Bees know how to build honeycombs in their hives by accident, that’s the biological answer to the question.
The dazzling geometric perfection of the honeycomb, with its perfectly flat surfaces made of straight rows of elegant hexagons, compact, yet capacious enough inside to support a population of 80,000, is the product of blind instinct, the artistry of an intricate genetic program.
Every action the bees perform in building their metropolis, such as poking the cell walls in a honeycomb with their mandibles (jaws) as they form them to make sure the thickness is right, is dictated by instructions in the genes of their body cells.
The instructions were “written” by a series of rare genetic accidents occurring over millions of generations; certain accidents were preserved and passed along to the next generation because they helped the animal survive and reproduce.
Each cell of the bee’s body contains a complete set of genes, the “blueprint” in cell language for making an entire bee. The bee gets its genes from its parents, as it is conceived.
If something happens to change the molecular structure of those donated genes, either before or shortly after conception, the instructions change, and the creature will develop or behave differently; such genetic accidents or mutations happen at random every so often. Most mutations are so catastrophic that the animal doesn’t even hatch.
A few, however, are beneficial, giving the organism a new quality that helps it survive. When it reproduces, it passes on the “good” mutation in its genes to its offspring.
A series of genes for testing the thickness of cell walls would make worker bees much more efficient, since they would not waste wax making walls too thick, or lose hatching young when a section of thin wall collapsed.

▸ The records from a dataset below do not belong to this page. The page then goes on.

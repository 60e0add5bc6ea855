//! Rule Store: the relational source of truth behind the tag rule cache.
//!
//! Tables live in an ordered byte map ([`StorageEngine`]) keyed by
//! `table/<big-endian id>`, so a prefix range scan yields rows in ascending id
//! order. Two engines are provided under `adaptors`: an in-memory map and a
//! persistent sled tree. [`KvStore`] layers the row queries, soft-delete
//! filtering and transactions on top of either one.
mod adaptors;
mod kv_store;
mod row;

pub use adaptors::*;
pub use kv_store::*;
pub use row::*;

#[cfg(test)]
mod storage_engine_test;

#[cfg(test)]
use mockall::automock;

use crate::Audit;
use crate::Cluster;
use crate::Namespace;
use crate::Release;
use crate::ReleaseHistory;
use crate::Result;
use crate::TagReleaseRule;

/// Read side consumed by the rule cache. Soft-deleted rows are never returned.
#[cfg_attr(test, automock)]
pub trait RuleStore: Send + Sync + 'static {
    /// All rules of `app_id`/`namespace_name` whose branch cluster or parent
    /// cluster is `cluster_name`, ascending by id.
    fn find_rules_by_natural_key(
        &self,
        app_id: &str,
        cluster_name: &str,
        namespace_name: &str,
    ) -> Result<Vec<TagReleaseRule>>;

    /// Up to `limit` rules with `id > after_id`, ascending by id.
    fn find_rules_page(
        &self,
        after_id: u64,
        limit: usize,
    ) -> Result<Vec<TagReleaseRule>>;
}

/// Write side consumed by the lifecycle service.
pub trait Store: RuleStore {
    /// Runs `f` as one atomic unit.
    ///
    /// Writes staged through the [`StoreTxn`] become visible to other readers
    /// only when `f` returns `Ok`; an `Err` discards all of them.
    /// Transactions are serialized against each other.
    fn transaction<T, F>(
        &self,
        f: F,
    ) -> Result<T>
    where
        F: FnOnce(&mut dyn StoreTxn) -> Result<T>;
}

/// Per-transaction view of the tables. Reads observe committed rows plus the
/// transaction's own staged writes.
pub trait StoreTxn {
    fn find_cluster(
        &self,
        app_id: &str,
        name: &str,
    ) -> Result<Option<Cluster>>;

    fn insert_cluster(
        &mut self,
        cluster: Cluster,
    ) -> Result<Cluster>;

    /// Soft-deletes the cluster and every namespace under it.
    fn delete_cluster(
        &mut self,
        id: u64,
        operator: &str,
    ) -> Result<()>;

    fn find_namespace(
        &self,
        app_id: &str,
        cluster_name: &str,
        namespace_name: &str,
    ) -> Result<Option<Namespace>>;

    /// Namespaces named `namespace_name` living in branch clusters of
    /// `parent_cluster_name`.
    fn find_child_namespaces(
        &self,
        app_id: &str,
        parent_cluster_name: &str,
        namespace_name: &str,
    ) -> Result<Vec<Namespace>>;

    fn insert_namespace(
        &mut self,
        namespace: Namespace,
    ) -> Result<Namespace>;

    fn find_latest_active_release(
        &self,
        app_id: &str,
        cluster_name: &str,
        namespace_name: &str,
    ) -> Result<Option<Release>>;

    fn insert_release(
        &mut self,
        release: Release,
    ) -> Result<Release>;

    /// ACTIVE rule binding `tag` under the parent cluster, if any.
    fn find_active_rule_by_tag(
        &self,
        app_id: &str,
        parent_cluster_name: &str,
        namespace_name: &str,
        tag: &str,
    ) -> Result<Option<TagReleaseRule>>;

    fn find_rules_by_natural_key(
        &self,
        app_id: &str,
        cluster_name: &str,
        namespace_name: &str,
    ) -> Result<Vec<TagReleaseRule>>;

    /// Highest-id rule of `branch_name`, matched against either cluster column.
    fn find_latest_branch_rule(
        &self,
        app_id: &str,
        cluster_name: &str,
        namespace_name: &str,
        branch_name: &str,
    ) -> Result<Option<TagReleaseRule>>;

    /// Assigns the next id, which is larger than every id assigned before.
    fn insert_rule(
        &mut self,
        rule: TagReleaseRule,
    ) -> Result<TagReleaseRule>;

    /// Soft delete
    fn delete_rule(
        &mut self,
        id: u64,
        operator: &str,
    ) -> Result<()>;

    fn insert_release_history(
        &mut self,
        history: ReleaseHistory,
    ) -> Result<ReleaseHistory>;

    fn insert_audit(
        &mut self,
        audit: Audit,
    ) -> Result<Audit>;
}

/// Ordered byte map with atomic multi-key commit.
pub trait StorageEngine: Send + Sync + 'static {
    /// Visits entries with key `>= start` that share `prefix`, in key order,
    /// until `visit` returns `Ok(false)`.
    fn scan_from(
        &self,
        start: &[u8],
        prefix: &[u8],
        visit: &mut dyn FnMut(&[u8], &[u8]) -> Result<bool>,
    ) -> Result<()>;

    fn get(
        &self,
        key: &[u8],
    ) -> Result<Option<Vec<u8>>>;

    /// Applies every write or none of them.
    fn apply_batch(
        &self,
        writes: Vec<(Vec<u8>, Vec<u8>)>,
    ) -> Result<()>;

    /// Strictly increasing, never 0
    fn next_id(&self) -> Result<u64>;

    fn flush(&self) -> Result<()>;
}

Greater efficiency in construction would let the “mutant” bees move on to other work, producing more young, while non-mutants were repairing broken walls or making extra wax to replace what was squandered on thick walled cells. Because of their greater efficiency, the generations of wall testers would soon outproduce all others so dramatically that they would snatch up all the good food and nesting sites. After thousands or millions of generations, only wall testers would remain. A beehive is a select combination of the most successful genetic accidents in the history of bees.
But how do they build the hives so exactly once they have their genetic instructions? For example, how do the bees build the comb flat, along a single plane? The tools a worker bee uses are her own body (workers are sexually undeveloped females), raw materials from the environment, and the unseen forces of the planet Earth itself.
Experiments have shown that bees can all somehow sense the earth’s magnetic field and innately know how to make a structure turned at a certain angle to it. Thus they can all agree on which way the comb should face, with no foreman bee to tell them.
Bees can line up the hexagonal cell openings in perfect horizontal and vertical rows because every bee carries her own plumb line wherever she goes: her head. The head is attached to the neck by two pivot points, which are surrounded by bristle-like sensory hairs.
When the heavy head is pulled in any given direction by the force of gravity, the hairs on that side of the bee’s neck are tickled, so she always knows which way is “down,” and can get her bearings accordingly. Each cell is a hexagonal prism, a tube with six sides, because this is the best possible shape to hold a given volume of anything while using as little building material as possible. Furthermore, the cells are tilted back at a grade of 13 degrees, to keep the honey from running out.
No one knows for certain how the bees manage to construct six perfect 120 degree angles in each cell, but it seems that they measure distances and angles with the span between their two front legs, as they spread the wax with their mandibles.
Since all the workers in the hive are the same size, it is easy to see why the results are uniform. Beeswax itself is a fatty secretion from glands lining the underside of the creature’s abdomen; it comes out in flakes, which the bee passes forward to her mandibles with her hind legs. Then she chews it awhile, mixing it with her saliva until it is the right temperature and consistency. She spreads the wax to a uniform thickness of .003 inch, scraping and adding until the layer is perfect; she tests it by butting it with her mandibles with the antennae resting on its surface, the way the layer vibrates in response to her pokes tells her how thick it is.
Bees start building a section of comb at the top, from two or three different spots. A crowd of bees huddles together at each spot like a football team before the hike, keeping the wax warm with their bodies as they shape it together.
They make the cells three or four at a time, proceeding from common walls. They “spell” each other so that each bee works at the exhausting process for about 30 seconds at a stretch before being relieved by a substitute. Each huddle of bees spreads out as work progresses, and the sections of the comb are joined, they fit together so perfectly that it’s impossible to tell they were begun separately. The cells are not literally all the same size, but come in three carefully delineated varieties: the smallest are for hatching new workers and storing pollen and honey; the next largest are for rearing drones (males); and the largest are for raising new queens.
Bees’ reputation for efficiency is well founded: aside from being well organized, they conserve resources by recycling their building materials.
When a contingent leaves a hive to found a new one (called “swarming”), they pack supplies of wax taken from abandoned cells in the mother hive into their special leg baskets to use in building their new honeycomb.